Declutter your quarantine workspace (and brain)

(EDITORIAL) Can’t focus? Decluttering your workspace can help you increase productivity, save money, and reduce stress.




It’s safe to say that we’ve all been spending a lot more time in our homes these last few months. This leads us to fixate on the things we didn’t have time for before – like a loose doorknob or an un-alphabetized bookshelf.

The same goes for our workspaces. Many of us have had to designate a spot at home to use for work purposes. For those of you who still need to remain on-site, you’ve likely been too busy to focus on your surroundings.

Cleaning and organizing your workspace every so often is important, regardless of the state of the world, and with so much out of our control right now, this is one of the few things we can control.

Whether you’re working from a home office or an on-site office, take some time for quarantine decluttering. According to The Washington Post, decluttering can increase your productivity, lower stress, and save money (I don’t know about you, but just reading those three things makes me feel better already).

Clutter can cause us to feel overwhelmed and make us feel a bit frazzled. Having an office space filled with piles of paper containing irrelevant memos from five years ago or 50 different types of pens, has got to go – recycle that mess and reduce your stress. The same goes with clearing files from your computer; everything will run faster.

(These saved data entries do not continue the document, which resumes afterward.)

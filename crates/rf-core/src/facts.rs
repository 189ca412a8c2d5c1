use std::collections::BTreeMap;
use std::fmt;

use serde::{Deserialize, Serialize};

// ---------------------------------------------------------------------------
// Value
// ---------------------------------------------------------------------------

/// Typed value bound to a fact name.
///
/// Untagged on the wire so a plain JSON object deserialises straight into
/// [`Facts`].
#[derive(Debug, Clone, PartialEq, Serialize, Deserialize)]
#[serde(untagged)]
pub enum Value {
    Null,
    Bool(bool),
    Int(i64),
    Float(f64),
    Str(String),
    Array(Vec<Value>),
    Map(BTreeMap<String, Value>),
}

impl Value {
    pub fn as_bool(&self) -> Option<bool> {
        match self {
            Value::Bool(b) => Some(*b),
            _ => None,
        }
    }

    pub fn as_i64(&self) -> Option<i64> {
        match self {
            Value::Int(i) => Some(*i),
            _ => None,
        }
    }

    /// Floats, and ints widened to `f64`.
    pub fn as_f64(&self) -> Option<f64> {
        match self {
            Value::Float(f) => Some(*f),
            Value::Int(i) => Some(*i as f64),
            _ => None,
        }
    }

    pub fn as_str(&self) -> Option<&str> {
        match self {
            Value::Str(s) => Some(s),
            _ => None,
        }
    }

    pub fn is_null(&self) -> bool {
        matches!(self, Value::Null)
    }

    pub fn type_name(&self) -> &'static str {
        match self {
            Value::Null => "null",
            Value::Bool(_) => "bool",
            Value::Int(_) => "int",
            Value::Float(_) => "float",
            Value::Str(_) => "string",
            Value::Array(_) => "array",
            Value::Map(_) => "map",
        }
    }
}

impl fmt::Display for Value {
    fn fmt(&self, f: &mut fmt::Formatter<'_>) -> fmt::Result {
        match self {
            Value::Null => f.write_str("null"),
            Value::Bool(b) => write!(f, "{b}"),
            Value::Int(i) => write!(f, "{i}"),
            Value::Float(x) => write!(f, "{x}"),
            Value::Str(s) => write!(f, "{s:?}"),
            Value::Array(items) => {
                f.write_str("[")?;
                for (i, item) in items.iter().enumerate() {
                    if i > 0 {
                        f.write_str(", ")?;
                    }
                    write!(f, "{item}")?;
                }
                f.write_str("]")
            }
            Value::Map(entries) => {
                f.write_str("{")?;
                for (i, (k, v)) in entries.iter().enumerate() {
                    if i > 0 {
                        f.write_str(", ")?;
                    }
                    write!(f, "{k}: {v}")?;
                }
                f.write_str("}")
            }
        }
    }
}

impl From<bool> for Value {
    fn from(b: bool) -> Self {
        Value::Bool(b)
    }
}

impl From<i32> for Value {
    fn from(i: i32) -> Self {
        Value::Int(i64::from(i))
    }
}

impl From<i64> for Value {
    fn from(i: i64) -> Self {
        Value::Int(i)
    }
}

impl From<f64> for Value {
    fn from(x: f64) -> Self {
        Value::Float(x)
    }
}

impl From<&str> for Value {
    fn from(s: &str) -> Self {
        Value::Str(s.to_string())
    }
}

impl From<String> for Value {
    fn from(s: String) -> Self {
        Value::Str(s)
    }
}

impl<T: Into<Value>> From<Vec<T>> for Value {
    fn from(items: Vec<T>) -> Self {
        Value::Array(items.into_iter().map(Into::into).collect())
    }
}

// ---------------------------------------------------------------------------
// Facts
// ---------------------------------------------------------------------------

/// Named facts visible to conditions and actions during one engine call.
///
/// Names are case-sensitive. A name maps to at most one value; `put` replaces.
/// Iteration follows name order, so it is stable for a given set of facts.
#[derive(Debug, Clone, Default, PartialEq, Serialize, Deserialize)]
#[serde(transparent)]
pub struct Facts {
    facts: BTreeMap<String, Value>,
}

impl Facts {
    pub fn new() -> Self {
        Self::default()
    }

    /// Bind `value` to `name`, returning the value it replaced.
    pub fn put(&mut self, name: impl Into<String>, value: impl Into<Value>) -> Option<Value> {
        self.facts.insert(name.into(), value.into())
    }

    pub fn get(&self, name: &str) -> Option<&Value> {
        self.facts.get(name)
    }

    pub fn get_mut(&mut self, name: &str) -> Option<&mut Value> {
        self.facts.get_mut(name)
    }

    pub fn remove(&mut self, name: &str) -> Option<Value> {
        self.facts.remove(name)
    }

    pub fn contains(&self, name: &str) -> bool {
        self.facts.contains_key(name)
    }

    pub fn len(&self) -> usize {
        self.facts.len()
    }

    pub fn is_empty(&self) -> bool {
        self.facts.is_empty()
    }

    pub fn clear(&mut self) {
        self.facts.clear();
    }

    pub fn iter(&self) -> impl Iterator<Item = (&str, &Value)> {
        self.facts.iter().map(|(k, v)| (k.as_str(), v))
    }

    /// Read-only view of the underlying map.
    pub fn as_map(&self) -> &BTreeMap<String, Value> {
        &self.facts
    }
}

impl<K: Into<String>, V: Into<Value>> FromIterator<(K, V)> for Facts {
    fn from_iter<I: IntoIterator<Item = (K, V)>>(iter: I) -> Self {
        Self {
            facts: iter
                .into_iter()
                .map(|(k, v)| (k.into(), v.into()))
                .collect(),
        }
    }
}

impl fmt::Display for Facts {
    fn fmt(&self, f: &mut fmt::Formatter<'_>) -> fmt::Result {
        f.write_str("[")?;
        for (i, (name, value)) in self.facts.iter().enumerate() {
            if i > 0 {
                f.write_str(", ")?;
            }
            write!(f, "{name}={value}")?;
        }
        f.write_str("]")
    }
}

Speaking of running faster, decluttering and creating a cleaner workspace will also help you be more efficient and productive. Build this habit by starting small: try tidying up a bit at the end of every workday, setting yourself up for a ready-to-roll morning.

Cleaning also helps you take stock of stuff that you have so that you don’t end up buying more of it. Create a designated spot for your tools and supplies so that they’re more visible – this way, you’ll always know what you have and what needs to be replenished. This will help you stop buying more of the same product that you already have and save you money.

So, if you’ve been looking to improve your focus and clearing a little bit of that ‘quarantine brain’, start by getting your workspace in order. You’ll be amazed at how good it feels to declutter and be “out with the old”; you may even be inspired to do the same for your whole house. Regardless, doing this consistently will create a positive shift in your life, increasing productivity, reducing stress, and saving you money.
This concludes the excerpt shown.